Work to be completed:
What you write should be the line containing "fn clamp_selection(&mut self)" followed by every line after it to the end of the listing, exactly as given, and nothing more.

Study material:
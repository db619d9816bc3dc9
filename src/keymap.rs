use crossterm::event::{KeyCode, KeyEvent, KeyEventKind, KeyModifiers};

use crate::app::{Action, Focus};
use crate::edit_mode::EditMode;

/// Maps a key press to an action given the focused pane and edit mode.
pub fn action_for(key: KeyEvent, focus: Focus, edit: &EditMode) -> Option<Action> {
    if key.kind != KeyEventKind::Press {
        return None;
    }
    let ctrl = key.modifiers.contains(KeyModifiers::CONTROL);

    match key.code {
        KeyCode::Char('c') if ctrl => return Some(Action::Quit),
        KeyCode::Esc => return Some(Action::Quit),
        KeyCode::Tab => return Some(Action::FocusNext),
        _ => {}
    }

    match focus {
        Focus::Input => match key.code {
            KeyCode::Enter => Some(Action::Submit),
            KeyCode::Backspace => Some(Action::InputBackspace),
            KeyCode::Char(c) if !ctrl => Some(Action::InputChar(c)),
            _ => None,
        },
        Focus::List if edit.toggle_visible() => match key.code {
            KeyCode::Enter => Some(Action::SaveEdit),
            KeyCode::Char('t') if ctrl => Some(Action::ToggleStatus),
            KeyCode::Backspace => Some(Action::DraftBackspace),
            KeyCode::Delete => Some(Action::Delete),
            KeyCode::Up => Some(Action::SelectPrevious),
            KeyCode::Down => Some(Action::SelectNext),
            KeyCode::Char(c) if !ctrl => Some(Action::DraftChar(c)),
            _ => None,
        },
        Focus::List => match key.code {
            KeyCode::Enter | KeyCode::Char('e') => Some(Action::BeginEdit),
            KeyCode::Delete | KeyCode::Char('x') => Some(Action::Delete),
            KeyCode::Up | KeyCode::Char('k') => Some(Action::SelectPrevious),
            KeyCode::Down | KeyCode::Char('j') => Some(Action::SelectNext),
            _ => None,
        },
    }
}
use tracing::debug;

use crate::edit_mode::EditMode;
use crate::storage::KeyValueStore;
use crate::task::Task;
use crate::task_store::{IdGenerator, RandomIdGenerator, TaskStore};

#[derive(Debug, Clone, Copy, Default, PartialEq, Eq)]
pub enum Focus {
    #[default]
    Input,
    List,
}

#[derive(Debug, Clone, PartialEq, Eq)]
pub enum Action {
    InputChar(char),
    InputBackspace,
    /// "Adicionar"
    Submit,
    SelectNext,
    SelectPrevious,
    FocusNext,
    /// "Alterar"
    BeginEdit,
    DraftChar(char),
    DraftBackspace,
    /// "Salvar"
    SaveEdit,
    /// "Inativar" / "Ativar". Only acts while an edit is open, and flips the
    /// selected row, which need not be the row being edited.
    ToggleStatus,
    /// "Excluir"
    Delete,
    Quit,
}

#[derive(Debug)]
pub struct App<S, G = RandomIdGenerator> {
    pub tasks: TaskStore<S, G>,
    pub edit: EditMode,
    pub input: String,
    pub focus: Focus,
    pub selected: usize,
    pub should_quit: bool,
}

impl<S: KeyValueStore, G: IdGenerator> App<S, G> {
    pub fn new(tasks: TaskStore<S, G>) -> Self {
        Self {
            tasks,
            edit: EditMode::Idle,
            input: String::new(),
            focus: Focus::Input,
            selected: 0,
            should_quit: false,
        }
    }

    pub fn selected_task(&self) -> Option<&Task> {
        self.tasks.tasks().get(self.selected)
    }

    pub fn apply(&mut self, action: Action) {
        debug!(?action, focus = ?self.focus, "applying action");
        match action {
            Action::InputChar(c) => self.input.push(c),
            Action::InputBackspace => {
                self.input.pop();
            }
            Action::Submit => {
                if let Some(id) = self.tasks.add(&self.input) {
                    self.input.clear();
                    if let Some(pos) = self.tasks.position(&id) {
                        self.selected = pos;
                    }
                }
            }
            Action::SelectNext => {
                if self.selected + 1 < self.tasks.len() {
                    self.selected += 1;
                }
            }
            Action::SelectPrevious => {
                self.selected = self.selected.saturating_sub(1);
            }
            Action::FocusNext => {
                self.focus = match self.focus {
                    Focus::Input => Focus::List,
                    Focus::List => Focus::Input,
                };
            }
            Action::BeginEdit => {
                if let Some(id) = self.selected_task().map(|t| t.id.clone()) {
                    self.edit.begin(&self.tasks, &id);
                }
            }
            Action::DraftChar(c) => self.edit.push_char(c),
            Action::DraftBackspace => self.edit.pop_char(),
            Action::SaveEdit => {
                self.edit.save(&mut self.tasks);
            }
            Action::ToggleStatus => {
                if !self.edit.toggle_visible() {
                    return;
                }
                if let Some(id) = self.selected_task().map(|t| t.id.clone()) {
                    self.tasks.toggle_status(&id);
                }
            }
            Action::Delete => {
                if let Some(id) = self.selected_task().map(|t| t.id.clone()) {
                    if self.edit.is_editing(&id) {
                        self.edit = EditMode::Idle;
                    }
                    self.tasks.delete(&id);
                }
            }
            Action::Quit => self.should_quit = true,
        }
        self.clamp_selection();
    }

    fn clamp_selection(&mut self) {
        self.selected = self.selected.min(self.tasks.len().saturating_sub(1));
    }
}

Finished exercise:
    fn clamp_selection(&mut self) {
        self.selected = self.selected.min(self.tasks.len().saturating_sub(1));
    }
}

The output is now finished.